Digital Control Strategy for an LLC converter
Tutor / Supervisor
Student
Cos Martí, Oriol
Document type
Master thesis
Date
2020
rights
Open Access
Publisher
Universitat Politècnica de Catalunya
UPCommons
Abstract
Since the beginning of power electronics studies, the key objective has been to reduce the size of the transformation equipment. The invention of controlled semiconductor devices set up a step forward to this objective, by increasing the switching frequency and hence reducing the volume of reactive elements. However, this new operation strategy came also with an increment of the converter switching losses and setting a constrain due heat dissipation. A new thread in the pursuit of size reduction is set on resonant or quasi-resonant converters which use reactive networks to obtain soft switching topologies.

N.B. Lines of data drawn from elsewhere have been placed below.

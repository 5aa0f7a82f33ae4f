//! Discovery backends.
//!
//! The lifecycle only sees the `DiscoveryBackend` trait; mDNS is the one
//! the daemon ships with.

pub mod mdns;

pub use mdns::MdnsBackend;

This commutation strategy achieves a drastic reduction of the switching losses (on the switching devices) so the heat constrain is only attached to the conduction losses. In this thesis, a deep analysis of one particular resonant converter has been performed, the LLC topology. LLC structure's main particularity relies on handling the power flow, by using frequency modulation instead of Pulse Width Modulation (PWM) like traditional converters. This intrinsic characteristic eases the control strategy but hinders the model linearization since State Space Averaging Method (SSAM) can no longer be applied. There are two main reasons: The first one is that the method relays on averaging the state variables over a switching period where this period is time invariant. In this particular case the switching period is time dependent, it is our control tool. The second reason is that due converter operation, part of the state variables are sinusoidal zero-centered waveforms. In order to avoid this inconvenience, we will relay on a cycle-by-cycle analysis to define a linear model of the converter state equations so that linear control can be applied. Finally, the designed controllers are discretized with different methods and tested in a 3.3 kW converter through an M4 ARM platform developed by Monolithic Power Systems (MPS).